U.S. farmers produce sugar crops that meet about 90 percent of domestic sugar demand, and the remaining 10 percent is imported. About half of the domestically produced sugar is extracted from sugar beets, with the other half extracted from sugarcane; the United States being one of the few countries that produces both of these sugar crops. Beets are grown in cooler northern states while cane is grown in warmer southern states. Each year U.S. farmers grow sugar beets on more than 1 million acres in the states of Michigan, Minnesota, North Dakota, Nebraska, Wyoming, Colorado, Idaho, Washington and California.
According to the USDA’s 2018 Sugar and Sweeteners Outlook released this week, increased domestic production has raised supplies and projected ending stocks for 2017/18.
The report says the February World Agricultural Supply and Demand Estimates (WASDE) lowered projected 2017/18 sugar use by 75,000 short tons, raw value (STRV), due to fewer expected domestic deliveries for food and beverage use. Projected total supplies are also lowered by 57,000 STRV, as reduced beet sugar production and cane sugar production from Florida eclipse the increase in cane sugar production in Louisiana.

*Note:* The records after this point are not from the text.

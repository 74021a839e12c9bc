//! Percentage bar colored by severity

use leptos::*;
use misai_core::render::ScoreBar;

#[component]
pub fn ScoreMeter(
    #[prop(into)] title: String,
    bar: ScoreBar,
) -> impl IntoView {
    let fill = format!("width: {}; background-color: {};", bar.width(), bar.color());

    view! {
        <div class="score-meter">
            <div class="flex justify-between text-sm mb-1">
                <span class="text-gray-600">{title}</span>
                <span class="font-semibold" style=format!("color: {}", bar.color())>
                    {bar.label.clone()}
                </span>
            </div>
            <div class="w-full bg-gray-200 rounded-full h-3">
                <div class=format!("h-3 rounded-full severity-{}", bar.severity) style=fill></div>
            </div>
        </div>
    }
}
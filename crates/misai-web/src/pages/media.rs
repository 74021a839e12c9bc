//! Shared layout of the image and video check pages

use leptos::*;
use misai_core::model::MediaUpload;
use misai_core::preview::PreviewSlot;
use misai_core::render::{render_state, MediaReport, Panel, Render};
use misai_core::{HttpBackend, ModalityAdapter, SubmissionMachine};

use crate::components::{FailureBanner, MediaReportView};
use crate::preview::{read_file, BlobUrl};
use crate::submit::launch;

#[derive(Debug, Clone, Copy, PartialEq, Eq)]
pub enum PreviewKind {
    Image,
    Video,
}

/// Page-specific wording
#[derive(Debug, Clone, Copy)]
pub struct MediaLabels {
    pub title: &'static str,
    pub accept: &'static str,
    pub submit: &'static str,
    /// Shown in the result area while the request is in flight
    pub pending: &'static str,
    pub change: &'static str,
    pub findings_title: &'static str,
    pub preview: PreviewKind,
}

pub fn media_check<A>(adapter: A, labels: MediaLabels) -> impl IntoView
where
    A: ModalityAdapter<Input = Option<MediaUpload>> + Clone + 'static,
    A::Output: Render<Report = MediaReport> + 'static,
{
    let machine = create_rw_signal(SubmissionMachine::new(adapter));
    let backend = expect_context::<HttpBackend>();
    let (notice, set_notice) = create_signal(None::<String>);
    let (preview_url, set_preview_url) = create_signal(None::<String>);
    let slot = store_value(PreviewSlot::<BlobUrl>::new());
    // latest selection wins when reads finish out of order
    let selection = store_value(0u64);

    on_cleanup(move || {
        slot.try_update_value(|s| s.clear());
    });

    let submitting = move || machine.with(|m| m.is_submitting());
    let file_name = move || {
        machine.with(|m| m.input().as_ref().map(|upload| upload.file_name.clone()))
    };

    let on_change = move |ev: ev::Event| {
        let input = event_target::<web_sys::HtmlInputElement>(&ev);
        let Some(file) = input.files().and_then(|files| files.get(0)) else {
            return;
        };

        match BlobUrl::create(&file) {
            Some(url) => slot.update_value(|s| s.replace(url)),
            None => slot.update_value(|s| s.clear()),
        }
        set_preview_url.set(slot.with_value(|s| s.url().map(str::to_string)));

        let current = selection.with_value(|n| n + 1);
        selection.set_value(current);

        spawn_local(async move {
            let loaded = read_file(&file).await;
            if selection.try_with_value(|n| *n) != Some(current) {
                return;
            }
            match loaded {
                Ok(upload) => {
                    tracing::debug!("Loaded {} ({} bytes)", upload.file_name, upload.len());
                    set_notice.try_set(None);
                    machine.try_update(|m| {
                        if let Err(e) = m.replace_input(Some(upload)) {
                            tracing::debug!("Ignored file selection: {}", e);
                        }
                    });
                }
                Err(err) => {
                    // the preview must not show a file that will not be sent
                    tracing::warn!("{}", err);
                    slot.try_update_value(|s| s.clear());
                    set_preview_url.try_set(None);
                    set_notice.try_set(Some(err));
                    machine.try_update(|m| {
                        if let Err(e) = m.replace_input(None) {
                            tracing::debug!("Kept previous file: {}", e);
                        }
                    });
                }
            }
        });
    };

    // drops the file, its preview and any result
    let on_change_file = move |_| {
        selection.update_value(|n| *n += 1);
        slot.update_value(|s| s.clear());
        set_preview_url.set(None);
        set_notice.set(None);
        machine.update(|m| {
            if let Err(e) = m.replace_input(None) {
                tracing::debug!("Ignored file reset: {}", e);
            }
        });
    };

    let on_submit = move |ev: ev::SubmitEvent| {
        ev.prevent_default();
        launch(machine, backend.clone(), set_notice);
    };

    view! {
        <div class="space-y-6">
            <h1 class="text-3xl font-bold text-gray-900">{labels.title}</h1>

            <form class="bg-white rounded-lg shadow p-6 space-y-4" on:submit=on_submit>
                <input
                    type="file"
                    accept=labels.accept
                    class="block w-full text-sm text-gray-600"
                    prop:disabled=submitting
                    on:change=on_change
                />

                {move || file_name().map(|name| view! {
                    <p class="text-sm text-gray-500">{name}</p>
                })}

                {move || preview_url.get().map(|url| match labels.preview {
                    PreviewKind::Image => view! {
                        <img src=url alt="Selected image" class="max-h-80 rounded-lg"/>
                    }.into_view(),
                    PreviewKind::Video => view! {
                        <video src=url controls=true class="max-h-80 rounded-lg"></video>
                    }.into_view(),
                })}

                {move || notice.get().map(|message| view! {
                    <p class="text-sm text-red-600">{message}</p>
                })}

                <div class="flex space-x-2">
                    <button
                        type="submit"
                        class="bg-blue-600 text-white px-4 py-2 rounded-lg hover:bg-blue-700 disabled:opacity-50"
                        prop:disabled=submitting
                    >
                        {move || if submitting() { "Verifying..." } else { labels.submit }}
                    </button>
                    <Show when=move || file_name().is_some() && !submitting()>
                        <button
                            type="button"
                            class="bg-gray-200 text-gray-800 px-4 py-2 rounded-lg"
                            on:click=on_change_file
                        >
                            {labels.change}
                        </button>
                    </Show>
                </div>
            </form>

            {move || match machine.with(|m| render_state(m.state())) {
                Panel::Result(report) => view! {
                    <MediaReportView report=report findings_title=labels.findings_title/>
                }.into_view(),
                Panel::Failure(banner) => view! {
                    <FailureBanner
                        banner=banner
                        on_dismiss=move |_| machine.update(|m| {
                            if let Err(e) = m.reset() {
                                tracing::debug!("Ignored dismiss: {}", e);
                            }
                        })
                    />
                }.into_view(),
                Panel::Pending => view! {
                    <p class="text-gray-500 animate-pulse">{labels.pending}</p>
                }.into_view(),
                Panel::Hidden => ().into_view(),
            }}
        </div>
    }
}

Projected ending stocks for 2017/18 are increased by 18,000 STRV, resulting in a stocks-to-use ratio of 14.6 percent.
Mexico sugar domestic deliveries are also reduced in the February WASDE, down 87,000 metric tons, actual value (MT), as deliveries of high-fructose corn syrup (HFCS) have been strong in the first quarter of the fiscal year, dampening sugar deliveries. With additional sugar supplies available, projected exports are increased by 106,000 MT, but exports to the
United States remain unchanged from the previous month. Ending stocks are lowered 19,000 MT, and the stocks-to-consumption ratio remains at 22.0 percent.
The USDA’s long-term projections for U.S. sugar markets show increasing production in both the beet sugar and cane sugar sectors, but not at a high enough rate to meet the growth in domestic deliveries. As a result, projections are for a growth in imports along with relatively tight markets that support price levels. Mexico is also projected to increase sugar production. Growing domestic deliveries are projected to constrain the amount of sugar available for export, meaning that the United States is expected to need additional imports to maintain adequate domestic supplies.